We all know this because of a 2009 PhD Exeter PhD thesis by one Anthony Fuller, which traces particularly the links between Anglo-Catholics and these occult organisations. As Mr (I presume now Dr) Fuller points out, at the time the Community of the Resurrection wasn’t that large, and given that members of the Stella Matutina had to carry out a whole series of practical magical exercises and even take exams to advance in the order, its Superior, Fr Walter Frere – later Bishop of Truro – must have known what they were doing and, like them, seen no necessary contradiction between such occult antics and Christian orthodoxy, however weird we might find it now. Dr Fuller’s most striking claim is that some aspects of the original Golden Dawn’s ways of doing things were transferred from the Society of the Holy Cross – founded thirty years earlier – probably via CM Davies, an Anglican priest who had founded the SSC along with Fr Charles Lowder and others, but then renounced his orders. He wasn’t actually an adept of the G.D., but his wife was and he organised his own group for mystical Christian meditation, the Guild of the Holy Spirit. A bold and unprovable speculation; but not an unreasonable one.

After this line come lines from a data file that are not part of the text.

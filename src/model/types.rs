//! Primitive chemistry and geometry types shared across the crate.
//!
//! The kit only ever deals with the twelve elements players can pull out of a bucket, so the
//! [`Element`] enum is closed over that set and carries the per-element constants the
//! bonding engine needs (covalent radius, electronegativity, atomic weight). Positions are
//! 2D `nalgebra` points; [`Bounds`] is the axis-aligned rectangle used by the separation
//! solver, and [`Direction`] enumerates the four Lewis-dot bond slots.

use nalgebra::{Point2, Vector2};
use std::fmt;
use std::str::FromStr;

pub type Point = Point2<f64>;
pub type Vector = Vector2<f64>;

/// Chemical elements supported by the construction kit.
///
/// Variants are declared in ascending atomic number; that order is also the canonical order
/// used by histogram hash strings.
#[derive(Debug, Clone, Copy, PartialEq, Eq, Hash, PartialOrd, Ord)]
#[repr(u8)]
pub enum Element {
    H = 1,
    B = 5,
    C = 6,
    N = 7,
    O = 8,
    F = 9,
    Si = 14,
    P = 15,
    S = 16,
    Cl = 17,
    Br = 35,
    I = 53,
}

/// Bond multiplicity recorded for reference molecules.
#[derive(Debug, Clone, Copy, PartialEq, Eq, Hash, Default)]
pub enum BondOrder {
    #[default]
    Single,
    Double,
    Triple,
}

/// One of the four bond slots around an atom in the Lewis-dot lattice.
#[derive(Debug, Clone, Copy, PartialEq, Eq, Hash)]
pub enum Direction {
    North,
    East,
    South,
    West,
}

impl Element {
    /// Number of supported elements.
    pub const COUNT: usize = 12;

    /// Every supported element in canonical order.
    pub const ALL: [Element; Element::COUNT] = [
        Element::H,
        Element::B,
        Element::C,
        Element::N,
        Element::O,
        Element::F,
        Element::Si,
        Element::P,
        Element::S,
        Element::Cl,
        Element::Br,
        Element::I,
    ];

    pub fn symbol(&self) -> &'static str {
        match self {
            Element::H => "H",
            Element::B => "B",
            Element::C => "C",
            Element::N => "N",
            Element::O => "O",
            Element::F => "F",
            Element::Si => "Si",
            Element::P => "P",
            Element::S => "S",
            Element::Cl => "Cl",
            Element::Br => "Br",
            Element::I => "I",
        }
    }

    pub fn atomic_number(&self) -> u8 {
        *self as u8
    }

    /// Position of the element inside [`Element::ALL`].
    pub fn index(&self) -> usize {
        match self {
            Element::H => 0,
            Element::B => 1,
            Element::C => 2,
            Element::N => 3,
            Element::O => 4,
            Element::F => 5,
            Element::Si => 6,
            Element::P => 7,
            Element::S => 8,
            Element::Cl => 9,
            Element::Br => 10,
            Element::I => 11,
        }
    }

    /// Covalent radius in picometers; the kit uses these as model-space units.
    pub fn covalent_radius(&self) -> f64 {
        match self {
            Element::H => 37.0,
            Element::B => 82.0,
            Element::C => 77.0,
            Element::N => 75.0,
            Element::O => 73.0,
            Element::F => 71.0,
            Element::Si => 111.0,
            Element::P => 106.0,
            Element::S => 102.0,
            Element::Cl => 99.0,
            Element::Br => 114.0,
            Element::I => 133.0,
        }
    }

    /// Pauling electronegativity.
    pub fn electronegativity(&self) -> f64 {
        match self {
            Element::H => 2.20,
            Element::B => 2.04,
            Element::C => 2.55,
            Element::N => 3.04,
            Element::O => 3.44,
            Element::F => 3.98,
            Element::Si => 1.90,
            Element::P => 2.19,
            Element::S => 2.58,
            Element::Cl => 3.16,
            Element::Br => 2.96,
            Element::I => 2.66,
        }
    }

    /// Standard atomic weight in daltons.
    pub fn atomic_weight(&self) -> f64 {
        match self {
            Element::H => 1.00794,
            Element::B => 10.811,
            Element::C => 12.0107,
            Element::N => 14.0067,
            Element::O => 15.9994,
            Element::F => 18.9984032,
            Element::Si => 28.0855,
            Element::P => 30.973762,
            Element::S => 32.065,
            Element::Cl => 35.453,
            Element::Br => 79.904,
            Element::I => 126.90447,
        }
    }

    pub fn is_hydrogen(&self) -> bool {
        matches!(self, Element::H)
    }

    pub fn is_heavy_atom(&self) -> bool {
        !self.is_hydrogen()
    }
}

impl fmt::Display for Element {
    fn fmt(&self, f: &mut fmt::Formatter) -> fmt::Result {
        write!(f, "{}", self.symbol())
    }
}

impl FromStr for Element {
    type Err = String;

    fn from_str(s: &str) -> Result<Self, Self::Err> {
        Element::ALL
            .iter()
            .copied()
            .find(|e| e.symbol() == s)
            .ok_or_else(|| format!("Unsupported element: {}", s))
    }
}

impl BondOrder {
    pub fn value(&self) -> u8 {
        match self {
            BondOrder::Single => 1,
            BondOrder::Double => 2,
            BondOrder::Triple => 3,
        }
    }
}

impl fmt::Display for BondOrder {
    fn fmt(&self, f: &mut fmt::Formatter) -> fmt::Result {
        write!(f, "{}", self.value())
    }
}

impl FromStr for BondOrder {
    type Err = String;

    fn from_str(s: &str) -> Result<Self, Self::Err> {
        match s {
            "1" | "Single" => Ok(BondOrder::Single),
            "2" | "Double" => Ok(BondOrder::Double),
            "3" | "Triple" => Ok(BondOrder::Triple),
            _ => Err(format!("Invalid bond order: {}", s)),
        }
    }
}

impl Direction {
    pub const ALL: [Direction; 4] = [
        Direction::North,
        Direction::East,
        Direction::South,
        Direction::West,
    ];

    pub fn opposite(&self) -> Direction {
        match self {
            Direction::North => Direction::South,
            Direction::East => Direction::West,
            Direction::South => Direction::North,
            Direction::West => Direction::East,
        }
    }

    /// Integer lattice offset of one step in this direction.
    pub fn offset(&self) -> (i32, i32) {
        match self {
            Direction::North => (0, 1),
            Direction::East => (1, 0),
            Direction::South => (0, -1),
            Direction::West => (-1, 0),
        }
    }

    /// Unit vector pointing in this direction.
    pub fn vector(&self) -> Vector {
        let (x, y) = self.offset();
        Vector::new(x as f64, y as f64)
    }

    pub(crate) fn slot(&self) -> usize {
        match self {
            Direction::North => 0,
            Direction::East => 1,
            Direction::South => 2,
            Direction::West => 3,
        }
    }

    pub fn name(&self) -> &'static str {
        match self {
            Direction::North => "North",
            Direction::East => "East",
            Direction::South => "South",
            Direction::West => "West",
        }
    }
}

impl fmt::Display for Direction {
    fn fmt(&self, f: &mut fmt::Formatter) -> fmt::Result {
        write!(f, "{}", self.name())
    }
}

/// Axis-aligned rectangle in model coordinates.
#[derive(Debug, Clone, Copy, PartialEq)]
pub struct Bounds {
    pub min: Point,
    pub max: Point,
}

impl Bounds {
    pub fn new(min: Point, max: Point) -> Self {
        Self { min, max }
    }

    /// Rectangle enclosing a circle.
    pub fn around(center: &Point, radius: f64) -> Self {
        let r = Vector::new(radius, radius);
        Self {
            min: center - r,
            max: center + r,
        }
    }

    pub fn width(&self) -> f64 {
        self.max.x - self.min.x
    }

    pub fn height(&self) -> f64 {
        self.max.y - self.min.y
    }

    pub fn center(&self) -> Point {
        nalgebra::center(&self.min, &self.max)
    }

    pub fn union(&self, other: &Bounds) -> Bounds {
        Bounds {
            min: self.min.inf(&other.min),
            max: self.max.sup(&other.max),
        }
    }

    /// Grows the rectangle by `amount` on every side.
    pub fn dilated(&self, amount: f64) -> Bounds {
        let d = Vector::new(amount, amount);
        Bounds {
            min: self.min - d,
            max: self.max + d,
        }
    }

    pub fn shifted(&self, delta: &Vector) -> Bounds {
        Bounds {
            min: self.min + delta,
            max: self.max + delta,
        }
    }

    /// Strict overlap test; rectangles that only share an edge do not intersect.
    pub fn intersects(&self, other: &Bounds) -> bool {
        self.min.x < other.max.x
            && other.min.x < self.max.x
            && self.min.y < other.max.y
            && other.min.y < self.max.y
    }

    pub fn contains_bounds(&self, other: &Bounds) -> bool {
        self.min.x <= other.min.x
            && self.min.y <= other.min.y
            && self.max.x >= other.max.x
            && self.max.y >= other.max.y
    }

    pub fn contains_point(&self, point: &Point) -> bool {
        point.x >= self.min.x
            && point.x <= self.max.x
            && point.y >= self.min.y
            && point.y <= self.max.y
    }
}
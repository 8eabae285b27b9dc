//! # Molecule Kit
//!
//! **Molecule Kit** is the model and rule engine behind an interactive molecule-building kit.
//! Atoms are taken from element buckets, dropped near each other, and snapped together only
//! when the result is a known molecule or a hydrogen-depleted fragment of one. Everything is
//! deterministic given a seed, and every failure surfaces as a typed error.
//!
//! ## Features
//!
//! - **Graph model** – `MoleculeStructure` stores atoms and bonds, validates tree shape and
//!   hydrogen valence, and produces general and Hill-system formulas.
//! - **Structural equivalence** – Element histograms prefilter candidates before a backtracking
//!   tree-isomorphism search; the hydrogen-stripped form compares skeletons with per-atom
//!   hydrogen counts.
//! - **Reference library** – `MoleculeLibrary` loads the bundled named molecules and allowed
//!   fragments once and answers "what is this?" and "may this exist?" for any structure.
//! - **Lewis-dot lattice** – Four bonding slots per atom and a lattice-overlap check keep every
//!   accepted molecule drawable without crossing bonds.
//! - **Kit engine** – `Kit` runs bucket bookkeeping, snap-to-bond search, bond breaking,
//!   recycling, and a weight-aware separation solver.
//!
//! ## Example
//!
//! ```no_run
//! use molecule_kit::{Bounds, Element, Kit, KitConfig, MoleculeLibrary, Point};
//!
//! let library = MoleculeLibrary::load()?;
//! let area = Bounds::new(Point::new(-500.0, -500.0), Point::new(500.0, 500.0));
//! let mut kit = Kit::new(&library, area, KitConfig::default());
//! kit.add_bucket(Element::O, Point::new(-400.0, -400.0), 1);
//! kit.add_bucket(Element::H, Point::new(-300.0, -400.0), 2);
//!
//! let oxygen = kit.bucket(Element::O).and_then(|b| b.peek()).map(|a| a.id);
//! # let _ = oxygen;
//! # Ok::<(), Box<dyn std::error::Error>>(())
//! ```

pub mod db;
pub mod model;
pub mod ops;

mod utils;

pub use db::MoleculeLibrary;
pub use model::atom::{Atom, AtomId, IdAllocator, MoleculeId};
pub use model::complete::{AtomCoordinates, CompleteMolecule};
pub use model::histogram::ElementHistogram;
pub use model::lewis::LewisDotModel;
pub use model::stripped::StrippedMolecule;
pub use model::structure::{Bond, MoleculeStructure};
pub use model::types::{BondOrder, Bounds, Direction, Element, Point, Vector};
pub use ops::{Bucket, Kit, KitConfig};
//! Core data structures modeling molecules as element-typed graphs.
//!
//! This module defines atoms and their ids, the bond graph ([`structure::MoleculeStructure`]),
//! its composition fingerprint and hydrogen-stripped canonical form, named reference
//! molecules, and the four-slot Lewis-dot lattice the kit uses to keep bonds drawable. These
//! types are consumed by the molecule library and mutated only by the kit engine.

pub mod atom;
pub mod complete;
pub mod error;
pub mod histogram;
pub mod lewis;
mod matching;
pub mod stripped;
pub mod structure;
pub mod types;
//! Scan AI Common Library
//!
//! CLI（と将来の他フロントエンド）で共有される、I/Oを持たない解析コア:
//! モード定義・プロンプト・結果型・応答パーサー・永続化コーデック

pub mod codec;
pub mod coerce;
pub mod error;
pub mod mode;
pub mod parser;
pub mod prompts;
pub mod request;
pub mod types;

pub use codec::{decode_payload, encode_payload, PersistedRecord};
pub use error::{Error, Result};
pub use mode::{Mode, ResponseShape, UnitSystem};
pub use parser::{extract_json, extract_reply_text, parse_reply, parse_response};
pub use prompts::{system_prompt, user_prompt, PromptContext};
pub use request::{build_chat_request, ChatRequest, ModelParams};
pub use types::{
    AnalysisOutcome, CalorieItem, Confidence, DimensionItem, ObjectCountItem, Payload, PlantItem,
    Thumbnail, TranslationPayload, WeightItem,
};
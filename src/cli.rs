use clap::{Parser, Subcommand, ValueEnum};
use scan_ai_common::{Mode, UnitSystem};
use std::path::PathBuf;

#[derive(Parser)]
#[command(name = "scan-ai")]
#[command(about = "写真からAIで重量・寸法・カロリー・植物・翻訳・個数を推定するツール", long_about = None)]
pub struct Cli {
    #[command(subcommand)]
    pub command: Commands,

    /// 詳細ログを出力
    #[arg(short, long, global = true)]
    pub verbose: bool,
}

#[derive(Subcommand)]
pub enum Commands {
    /// 写真を1枚解析
    Analyze {
        /// 画像ファイルのパス
        #[arg(required = true)]
        image: PathBuf,

        /// 解析モード
        #[arg(short, long, default_value = "weight")]
        mode: ModeArg,

        /// 単位系（デフォルト: 設定値）
        #[arg(long)]
        units: Option<UnitsArg>,

        /// 翻訳先言語（デフォルト: 設定値）
        #[arg(long)]
        language: Option<String>,

        /// 結果を履歴に保存
        #[arg(long)]
        save: bool,

        /// 結果をJSONで出力
        #[arg(long)]
        json: bool,
    },

    /// 保存済みの解析履歴を一覧表示
    History {
        /// 表示件数
        #[arg(short, long, default_value = "20")]
        limit: usize,
    },

    /// 保存済みの解析結果を表示
    Show {
        /// レコードID
        #[arg(required = true)]
        id: String,
    },

    /// 保存済みの解析結果を削除
    Delete {
        /// レコードID
        #[arg(required = true)]
        id: String,
    },

    /// 解析モード一覧
    Modes,

    /// 設定
    Config {
        /// APIキーを設定
        #[arg(long)]
        set_api_key: Option<String>,

        /// APIキーを削除
        #[arg(long)]
        clear_api_key: bool,

        /// 単位系を設定
        #[arg(long)]
        units: Option<UnitsArg>,

        /// 翻訳先言語を設定
        #[arg(long)]
        language: Option<String>,

        /// 現在の設定を表示
        #[arg(long)]
        show: bool,
    },
}

#[derive(Clone, Copy, Debug, PartialEq, Eq, ValueEnum)]
pub enum ModeArg {
    Weight,
    Dimensions,
    Calories,
    PlantId,
    Translate,
    ObjectCount,
}

impl From<ModeArg> for Mode {
    fn from(arg: ModeArg) -> Self {
        match arg {
            ModeArg::Weight => Mode::Weight,
            ModeArg::Dimensions => Mode::Dimensions,
            ModeArg::Calories => Mode::Calories,
            ModeArg::PlantId => Mode::PlantId,
            ModeArg::Translate => Mode::Translate,
            ModeArg::ObjectCount => Mode::ObjectCount,
        }
    }
}

#[derive(Clone, Copy, Debug, PartialEq, Eq, ValueEnum)]
pub enum UnitsArg {
    Metric,
    Imperial,
}

impl From<UnitsArg> for UnitSystem {
    fn from(arg: UnitsArg) -> Self {
        match arg {
            UnitsArg::Metric => UnitSystem::Metric,
            UnitsArg::Imperial => UnitSystem::Imperial,
        }
    }
}

#[cfg(test)]
mod tests {
    use super::*;

    #[test]
    fn test_parse_analyze() {
        let cli = Cli::try_parse_from([
            "scan-ai", "analyze", "food.jpg", "-m", "calories", "--units", "metric", "--save",
        ])
        .unwrap();
        match cli.command {
            Commands::Analyze { image, mode, units, save, json, .. } => {
                assert_eq!(image, PathBuf::from("food.jpg"));
                assert_eq!(Mode::from(mode), Mode::Calories);
                assert_eq!(units.map(UnitSystem::from), Some(UnitSystem::Metric));
                assert!(save);
                assert!(!json);
            }
            _ => panic!("analyze expected"),
        }
    }

    #[test]
    fn test_mode_default_and_kebab_case() {
        let cli = Cli::try_parse_from(["scan-ai", "analyze", "a.png"]).unwrap();
        assert!(matches!(cli.command, Commands::Analyze { mode: ModeArg::Weight, .. }));

        let cli = Cli::try_parse_from(["scan-ai", "analyze", "a.png", "-m", "plant-id"]).unwrap();
        assert!(matches!(cli.command, Commands::Analyze { mode: ModeArg::PlantId, .. }));
    }

    #[test]
    fn test_every_mode_has_arg() {
        for mode in Mode::ALL {
            let found = ModeArg::value_variants()
                .iter()
                .any(|arg| Mode::from(*arg) == mode);
            assert!(found, "{mode:?}");
        }
    }

    #[test]
    fn test_unknown_mode_rejected() {
        assert!(Cli::try_parse_from(["scan-ai", "analyze", "a.png", "-m", "barcode"]).is_err());
    }
}
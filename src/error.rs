use thiserror::Error;

#[derive(Error, Debug)]
pub enum ScanAiError {
    #[error("APIキーが設定されていません。`scan-ai config --set-api-key YOUR_KEY` で設定してください")]
    MissingCredential,

    #[error("画像変換エラー: {0}")]
    ImageConversion(String),

    #[error("ネットワークエラー: {0}")]
    Network(String),

    #[error("レート制限 (retry-after: {retry_after:?})")]
    RateLimited { retry_after: Option<u64> },

    #[error("サーバーエラー ({status}): {body}")]
    Server { status: u16, body: String },

    #[error("APIレスポンスが不正: {0}")]
    InvalidResponse(String),

    #[error("解析がキャンセルされました")]
    Cancelled,

    #[error("設定エラー: {0}")]
    Config(String),

    #[error("保存エラー: {0}")]
    Storage(String),

    #[error("レコードが見つかりません: {0}")]
    RecordNotFound(String),

    #[error("JSON解析エラー: {0}")]
    JsonParse(#[from] serde_json::Error),

    #[error("IOエラー: {0}")]
    Io(#[from] std::io::Error),

    #[error(transparent)]
    Common(scan_ai_common::Error),
}

impl From<scan_ai_common::Error> for ScanAiError {
    fn from(e: scan_ai_common::Error) -> Self {
        match e {
            scan_ai_common::Error::InvalidResponse(reason) => ScanAiError::InvalidResponse(reason),
            other => ScanAiError::Common(other),
        }
    }
}

impl From<rusqlite::Error> for ScanAiError {
    fn from(e: rusqlite::Error) -> Self {
        ScanAiError::Storage(e.to_string())
    }
}

impl ScanAiError {
    /// 利用者向けメッセージ（分類ごとに1つ）
    pub fn user_message(&self) -> String {
        match self {
            ScanAiError::MissingCredential => {
                "OpenAI API key not configured. Please add your API key in Settings.".to_string()
            }
            ScanAiError::ImageConversion(_) => {
                "Failed to process the image. Please try again.".to_string()
            }
            ScanAiError::Network(_) => {
                "Network error. Please check your connection and try again.".to_string()
            }
            ScanAiError::RateLimited { retry_after: Some(seconds) } => format!(
                "Too many requests. Please wait {} seconds and try again.",
                seconds
            ),
            ScanAiError::RateLimited { retry_after: None } => {
                "Too many requests. Please wait a moment and try again.".to_string()
            }
            ScanAiError::Server { status, .. } => {
                format!("Server error ({}). Please try again later.", status)
            }
            ScanAiError::InvalidResponse(reason) => {
                format!("Unexpected response from AI service. {}", reason)
            }
            ScanAiError::Cancelled => "Analysis cancelled.".to_string(),
            _ => "Something went wrong. Please try again.".to_string(),
        }
    }

    /// 「もう一度試す」で回復し得るか（APIキー未設定は設定が必要）
    pub fn is_retryable(&self) -> bool {
        matches!(
            self,
            ScanAiError::ImageConversion(_)
                | ScanAiError::Network(_)
                | ScanAiError::RateLimited { .. }
                | ScanAiError::Server { .. }
                | ScanAiError::InvalidResponse(_)
                | ScanAiError::Cancelled
        )
    }

    /// レート制限時の再試行までの秒数
    pub fn retry_after(&self) -> Option<u64> {
        match self {
            ScanAiError::RateLimited { retry_after } => *retry_after,
            _ => None,
        }
    }
}

pub type Result<T> = std::result::Result<T, ScanAiError>;
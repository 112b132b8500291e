//! プロンプト生成モジュール
//!
//! モードごとのシステムプロンプト・ユーザープロンプトを生成する。
//! どちらも (モード, 単位系, 翻訳先言語) の純関数。

use crate::mode::{Mode, UnitSystem};

/// プロンプト生成に使う利用者設定
#[derive(Debug, Clone, PartialEq, Eq)]
pub struct PromptContext {
    pub units: UnitSystem,
    /// 翻訳モードの翻訳先（端末ロケール相当）
    pub target_language: String,
}

impl Default for PromptContext {
    fn default() -> Self {
        Self {
            units: UnitSystem::default(),
            target_language: "English".to_string(),
        }
    }
}

impl PromptContext {
    pub fn new(units: UnitSystem, target_language: impl Into<String>) -> Self {
        Self {
            units,
            target_language: target_language.into(),
        }
    }
}

const JSON_ONLY: &str = "Respond with ONLY the JSON object. No markdown, no commentary.";

/// システムプロンプト生成
///
/// 各モードの厳密なJSON応答形式を指示する
pub fn system_prompt(mode: Mode, ctx: &PromptContext) -> String {
    match mode {
        Mode::Weight => format!(
            r#"You are a digital scale. Estimate the weight of every distinct object visible in the photo.
Use {units}. Weights must be plain numbers without the unit.

Output format (strictly this JSON object):
{{
  "objects": [
    {{ "name": "object name", "weight": "150", "unit": "g" }}
  ],
  "explanation": "how the estimate was made"
}}

{JSON_ONLY}"#,
            units = ctx.units.weight_units(),
        ),
        Mode::Dimensions => format!(
            r#"You are a tape measure. Estimate the length, width and height of every distinct object visible in the photo.
Use {units}. Dimensions must be plain numbers without the unit.

Output format (strictly this JSON object):
{{
  "objects": [
    {{ "name": "object name", "length": "30", "width": "20", "height": "15", "unit": "cm" }}
  ],
  "explanation": "reference objects used for scale"
}}

{JSON_ONLY}"#,
            units = ctx.units.length_units(),
        ),
        Mode::Calories => format!(
            r#"You are a nutritionist. Identify every food item in the photo and estimate its calories and macronutrients.
Describe portions in {portion}. Calories are whole kcal; protein, carbs and fat are grams.

Output format (strictly this JSON object):
{{
  "items": [
    {{ "name": "food name", "portion": "1 cup", "calories": 200, "protein": 5, "carbs": 30.5, "fat": 4 }}
  ],
  "explanation": "assumptions about ingredients and portion size"
}}

{JSON_ONLY}"#,
            portion = ctx.units.portion_units(),
        ),
        Mode::PlantId => format!(
            r#"You are a botanist. Identify every plant visible in the photo.
Confidence must be one of "high", "medium" or "low".

Output format (strictly this JSON object):
{{
  "plants": [
    {{ "commonName": "Monstera", "scientificName": "Monstera deliciosa", "description": "short care and identification notes", "confidence": "high" }}
  ],
  "explanation": "visible features used for identification"
}}

{JSON_ONLY}"#
        ),
        Mode::Translate => format!(
            r#"You are a translator. Read all text visible in the photo and translate it into {language}.
Preserve line breaks. Name the detected source language in English.

Output format (strictly this JSON object):
{{
  "translatedText": "the translation",
  "sourceLanguage": "Japanese",
  "translationNotes": "idioms, ambiguities or unreadable parts"
}}

{JSON_ONLY}"#,
            language = ctx.target_language,
        ),
        Mode::ObjectCount => format!(
            r#"You are an object counter. Count every distinct type of object visible in the photo.
Counts are whole numbers. Group each type under a short category such as "Food", "Electronics" or "Other".

Output format (strictly this JSON object):
{{
  "objects": [
    {{ "name": "coin", "count": 12, "category": "Other" }}
  ],
  "explanation": "how overlapping or partial objects were counted"
}}

{JSON_ONLY}"#
        ),
    }
}

/// ユーザープロンプト生成（画像に添えるテキスト）
pub fn user_prompt(mode: Mode, ctx: &PromptContext) -> String {
    match mode {
        Mode::Weight => format!(
            "Estimate the weight of each object in this image in {}.",
            ctx.units.weight_units()
        ),
        Mode::Dimensions => format!(
            "Estimate the dimensions of each object in this image in {}.",
            ctx.units.length_units()
        ),
        Mode::Calories => "Estimate the calories and macros of the food in this image.".to_string(),
        Mode::PlantId => "Identify the plants in this image.".to_string(),
        Mode::Translate => format!(
            "Translate all text in this image into {}.",
            ctx.target_language
        ),
        Mode::ObjectCount => "Count the objects in this image.".to_string(),
    }
}

#[cfg(test)]
mod tests {
    use super::*;

    #[test]
    fn test_system_prompt_names_reply_fields() {
        let ctx = PromptContext::default();
        let expected: &[(Mode, &[&str])] = &[
            (Mode::Weight, &["\"objects\"", "\"weight\"", "\"unit\"", "\"explanation\""]),
            (Mode::Dimensions, &["\"length\"", "\"width\"", "\"height\""]),
            (Mode::Calories, &["\"items\"", "\"portion\"", "\"calories\"", "\"protein\"", "\"carbs\"", "\"fat\""]),
            (Mode::PlantId, &["\"plants\"", "\"commonName\"", "\"scientificName\"", "\"confidence\""]),
            (Mode::Translate, &["\"translatedText\"", "\"sourceLanguage\"", "\"translationNotes\""]),
            (Mode::ObjectCount, &["\"objects\"", "\"count\"", "\"category\""]),
        ];

        for (mode, fields) in expected {
            let prompt = system_prompt(*mode, &ctx);
            for field in *fields {
                assert!(prompt.contains(field), "{:?} prompt lacks {}", mode, field);
            }
        }
    }

    #[test]
    fn test_unit_preference_changes_phrasing() {
        let metric = PromptContext::new(UnitSystem::Metric, "English");
        let imperial = PromptContext::new(UnitSystem::Imperial, "English");

        assert!(system_prompt(Mode::Weight, &metric).contains("kilograms"));
        assert!(system_prompt(Mode::Weight, &imperial).contains("pounds"));
        assert!(user_prompt(Mode::Dimensions, &metric).contains("centimeters"));
        assert!(user_prompt(Mode::Dimensions, &imperial).contains("inches"));
    }

    #[test]
    fn test_translate_uses_target_language() {
        let ctx = PromptContext::new(UnitSystem::Metric, "German");
        assert!(system_prompt(Mode::Translate, &ctx).contains("into German"));
        assert!(user_prompt(Mode::Translate, &ctx).contains("German"));
    }

    #[test]
    fn test_prompts_are_deterministic() {
        let ctx = PromptContext::default();
        for mode in Mode::ALL {
            assert_eq!(system_prompt(mode, &ctx), system_prompt(mode, &ctx));
            assert_eq!(user_prompt(mode, &ctx), user_prompt(mode, &ctx));
        }
    }
}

So what of Fr Somerset Ward – neither, clearly, an occultist, nor even really an Anglo-Catholic (though definitely a Catholic Anglican)? His interest was in the English mystical tradition of the Middle Ages – the tradition of Richard Rolle, Walter Hilton, and Mother Julian, all of whom were being rediscovered by Anglican Churchpeople in the later 1800s. Ordained in London in 1896 – at exactly the same time that MacGregor Mathers was at his height – Ward was part of a movement to develop a deeper, more serious spiritual life among Christians. He looked back to the Middle Ages for clues as how to do it, how to recover a tradition of spiritual working which was more than just Bible reading and creed-reciting and which was not a million miles from the sacramentalism championed by the first couple of generations of the Catholic Revival in the Church of England. Others, conversely, delved into more esoteric ways of doing things to achieve exactly the same. In a sardonic mood we might ascribe the occult’s appeal to some Anglo-Catholics to dressing-up and ritual complexity, but we could read it more generously as a reflection of a genuine religious instinct: a desire to go deeper into God, even (as in the Guild of St Raphael and the experiences of Agnes Sanford) to see the most altruistic and hopeful of one’s prayers answered, prayers for healing and reconciliation. Fr Somerset Ward appears in stone on the west front of Guildford Cathedral, and just feet away from him is Evelyn Underhill, who was definitely a member of the Stella Matutina and – so Golden Dawn writer Ithell Colquhoun wondered – whose vision that led to her conversion may have been sparked off by G.D. techniques.

AC Fuller states (though without any source) that an Anglican episcopal enquiry about the year 1939 resulted in an instruction that no ordained person should be a member of any occult society. This would have been five years after Dennis Wheatley’s The Devil Rides Out was serialized in the Daily Mail and by then Middle England might have been very familiar with the motif of the clerical diabolist operating under the cover of collar and cassock. If this enquiry did actually happen (and I can’t uncover any actual evidence it did) the Anglican hierarchy would have realised, if they didn’t already know, that the picture wasn’t completely removed from the truth. In 1946 that odd figure Fr Lionel Smithett Lewis, vicar of Glastonbury, carried out the funeral service for Dion Fortune, who had always thought of herself as a Christian; by then, occultism wasn’t just a neutral spiritual technique. The ‘fringes’ of that world were far more clearly defined.